*Task instructions*.
The entries should be written out again exactly as they read.

[Saved data entries]
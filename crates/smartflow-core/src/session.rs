//! Principals, sessions, and the login exchange.

use std::fmt;

use serde::{Deserialize, Serialize};

use crate::{Error, Result};

/// Minimum password length accepted by the login form.
pub const MIN_PASSWORD_LEN: usize = 6;

/// Number of digits in an Aadhaar number.
pub const AADHAAR_DIGITS: usize = 12;

/// Which kind of actor a session belongs to.
#[derive(Debug, Clone, Copy, PartialEq, Eq, Hash, Serialize, Deserialize)]
#[serde(rename_all = "lowercase")]
pub enum PrincipalKind {
  Citizen,
  Officer,
}

impl fmt::Display for PrincipalKind {
  fn fmt(&self, f: &mut fmt::Formatter<'_>) -> fmt::Result {
    f.write_str(match self {
      Self::Citizen => "citizen",
      Self::Officer => "officer",
    })
  }
}

/// Profile of the authenticated principal as returned by login.
#[derive(Debug, Clone, PartialEq, Eq, Serialize, Deserialize)]
pub struct PrincipalProfile {
  pub name:       String,
  /// Aadhaar number for citizens; officer id or email for officers.
  #[serde(alias = "aadhaar_id", alias = "officer_id")]
  pub identifier: String,
  #[serde(default)]
  pub email:      Option<String>,
}

/// An authenticated session. The token and the principal travel together, so
/// a token can never exist without exactly one principal kind.
#[derive(Debug, Clone, PartialEq, Eq, Serialize, Deserialize)]
pub struct Session {
  pub token:   String,
  pub kind:    PrincipalKind,
  pub profile: PrincipalProfile,
}

/// The principal half of a session, persisted separately from the token.
#[derive(Debug, Clone, PartialEq, Eq, Serialize, Deserialize)]
pub struct StoredPrincipal {
  pub kind:    PrincipalKind,
  pub profile: PrincipalProfile,
}

impl Session {
  pub fn principal(&self) -> StoredPrincipal {
    StoredPrincipal { kind: self.kind, profile: self.profile.clone() }
  }

  pub fn from_parts(token: String, principal: StoredPrincipal) -> Self {
    Self { token, kind: principal.kind, profile: principal.profile }
  }
}

// ─── Login ───────────────────────────────────────────────────────────────────

/// Login form input.
#[derive(Clone)]
pub struct Credentials {
  pub kind:       PrincipalKind,
  pub identifier: String,
  pub password:   String,
}

impl fmt::Debug for Credentials {
  fn fmt(&self, f: &mut fmt::Formatter<'_>) -> fmt::Result {
    f.debug_struct("Credentials")
      .field("kind", &self.kind)
      .field("identifier", &self.identifier)
      .finish_non_exhaustive()
  }
}

impl Credentials {
  pub fn citizen(aadhaar: impl Into<String>, password: impl Into<String>) -> Self {
    Self {
      kind:       PrincipalKind::Citizen,
      identifier: aadhaar.into(),
      password:   password.into(),
    }
  }

  pub fn officer(email: impl Into<String>, password: impl Into<String>) -> Self {
    Self {
      kind:       PrincipalKind::Officer,
      identifier: email.into(),
      password:   password.into(),
    }
  }

  /// Check the form constraints and build the wire body.
  ///
  /// Citizen identifiers may be typed in groups of four (`1234 5678 9012`);
  /// whitespace is stripped before the digit check.
  pub fn to_request(&self) -> Result<LoginRequest> {
    let identifier = match self.kind {
      PrincipalKind::Citizen => {
        let digits: String =
          self.identifier.chars().filter(|c| !c.is_whitespace()).collect();
        if digits.len() != AADHAAR_DIGITS || !digits.chars().all(|c| c.is_ascii_digit())
        {
          return Err(Error::InvalidCredentials("Aadhaar number must be 12 digits"));
        }
        digits
      }
      PrincipalKind::Officer => {
        let trimmed = self.identifier.trim();
        if trimmed.is_empty() {
          return Err(Error::InvalidCredentials("officer identifier is required"));
        }
        trimmed.to_owned()
      }
    };

    if self.password.chars().count() < MIN_PASSWORD_LEN {
      return Err(Error::InvalidCredentials("password must be at least 6 characters"));
    }

    Ok(LoginRequest {
      identifier,
      password: self.password.clone(),
      principal_kind: self.kind,
    })
  }
}

/// JSON body of `POST /auth/login`.
#[derive(Clone, Serialize, Deserialize)]
pub struct LoginRequest {
  pub identifier:     String,
  pub password:       String,
  pub principal_kind: PrincipalKind,
}

impl fmt::Debug for LoginRequest {
  fn fmt(&self, f: &mut fmt::Formatter<'_>) -> fmt::Result {
    f.debug_struct("LoginRequest")
      .field("identifier", &self.identifier)
      .field("principal_kind", &self.principal_kind)
      .finish_non_exhaustive()
  }
}

/// Response of `POST /auth/login`.
#[derive(Debug, Clone, Serialize, Deserialize)]
pub struct LoginResponse {
  #[serde(alias = "access_token")]
  pub token: String,
  #[serde(alias = "profile")]
  pub user:  PrincipalProfile,
}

*Answer for this exercise*.
filename crates/smartflow-core/src/session.rs
//! Principals, sessions, and the login exchange.

use std::fmt;

use serde::{Deserialize, Serialize};

use crate::{Error, Result};

/// Minimum password length accepted by the login form.
pub const MIN_PASSWORD_LEN: usize = 6;

/// Number of digits in an Aadhaar number.
pub const AADHAAR_DIGITS: usize = 12;

/// Which kind of actor a session belongs to.
#[derive(Debug, Clone, Copy, PartialEq, Eq, Hash, Serialize, Deserialize)]
#[serde(rename_all = "lowercase")]
pub enum PrincipalKind {
  Citizen,
  Officer,
}

impl fmt::Display for PrincipalKind {
  fn fmt(&self, f: &mut fmt::Formatter<'_>) -> fmt::Result {
    f.write_str(match self {
      Self::Citizen => "citizen",
      Self::Officer => "officer",
    })
  }
}

/// Profile of the authenticated principal as returned by login.
#[derive(Debug, Clone, PartialEq, Eq, Serialize, Deserialize)]
pub struct PrincipalProfile {
  pub name:       String,
  /// Aadhaar number for citizens; officer id or email for officers.
  #[serde(alias = "aadhaar_id", alias = "officer_id")]
  pub identifier: String,
  #[serde(default)]
  pub email:      Option<String>,
}

/// An authenticated session. The token and the principal travel together, so
/// a token can never exist without exactly one principal kind.
#[derive(Debug, Clone, PartialEq, Eq, Serialize, Deserialize)]
pub struct Session {
  pub token:   String,
  pub kind:    PrincipalKind,
  pub profile: PrincipalProfile,
}

/// The principal half of a session, persisted separately from the token.
#[derive(Debug, Clone, PartialEq, Eq, Serialize, Deserialize)]
pub struct StoredPrincipal {
  pub kind:    PrincipalKind,
  pub profile: PrincipalProfile,
}

impl Session {
  pub fn principal(&self) -> StoredPrincipal {
    StoredPrincipal { kind: self.kind, profile: self.profile.clone() }
  }

  pub fn from_parts(token: String, principal: StoredPrincipal) -> Self {
    Self { token, kind: principal.kind, profile: principal.profile }
  }
}

// ─── Login ───────────────────────────────────────────────────────────────────

/// Login form input.
#[derive(Clone)]
pub struct Credentials {
  pub kind:       PrincipalKind,
  pub identifier: String,
  pub password:   String,
}

impl fmt::Debug for Credentials {
  fn fmt(&self, f: &mut fmt::Formatter<'_>) -> fmt::Result {
    f.debug_struct("Credentials")
      .field("kind", &self.kind)
      .field("identifier", &self.identifier)
      .finish_non_exhaustive()
  }
}

impl Credentials {
  pub fn citizen(aadhaar: impl Into<String>, password: impl Into<String>) -> Self {
    Self {
      kind:       PrincipalKind::Citizen,
      identifier: aadhaar.into(),
      password:   password.into(),
    }
  }

  pub fn officer(email: impl Into<String>, password: impl Into<String>) -> Self {
    Self {
      kind:       PrincipalKind::Officer,
      identifier: email.into(),
      password:   password.into(),
    }
  }

  /// Check the form constraints and build the wire body.
  ///
  /// Citizen identifiers may be typed in groups of four (`1234 5678 9012`);
  /// whitespace is stripped before the digit check.
  pub fn to_request(&self) -> Result<LoginRequest> {
    let identifier = match self.kind {
      PrincipalKind::Citizen => {
        let digits: String =
          self.identifier.chars().filter(|c| !c.is_whitespace()).collect();
        if digits.len() != AADHAAR_DIGITS || !digits.chars().all(|c| c.is_ascii_digit())
        {
          return Err(Error::InvalidCredentials("Aadhaar number must be 12 digits"));
        }
        digits
      }
      PrincipalKind::Officer => {
        let trimmed = self.identifier.trim();
        if trimmed.is_empty() {
          return Err(Error::InvalidCredentials("officer identifier is required"));
        }
        trimmed.to_owned()
      }
    };

    if self.password.chars().count() < MIN_PASSWORD_LEN {
      return Err(Error::InvalidCredentials("password must be at least 6 characters"));
    }

    Ok(LoginRequest {
      identifier,
      password: self.password.clone(),
      principal_kind: self.kind,
    })
  }
}

/// JSON body of `POST /auth/login`.
#[derive(Clone, Serialize, Deserialize)]
pub struct LoginRequest {
  pub identifier:     String,
  pub password:       String,
  pub principal_kind: PrincipalKind,
}

impl fmt::Debug for LoginRequest {
  fn fmt(&self, f: &mut fmt::Formatter<'_>) -> fmt::Result {
    f.debug_struct("LoginRequest")
      .field("identifier", &self.identifier)
      .field("principal_kind", &self.principal_kind)
      .finish_non_exhaustive()
  }
}

/// Response of `POST /auth/login`.
#[derive(Debug, Clone, Serialize, Deserialize)]
pub struct LoginResponse {
  #[serde(alias = "access_token")]
  pub token: String,
  #[serde(alias = "profile")]
  pub user:  PrincipalProfile,
}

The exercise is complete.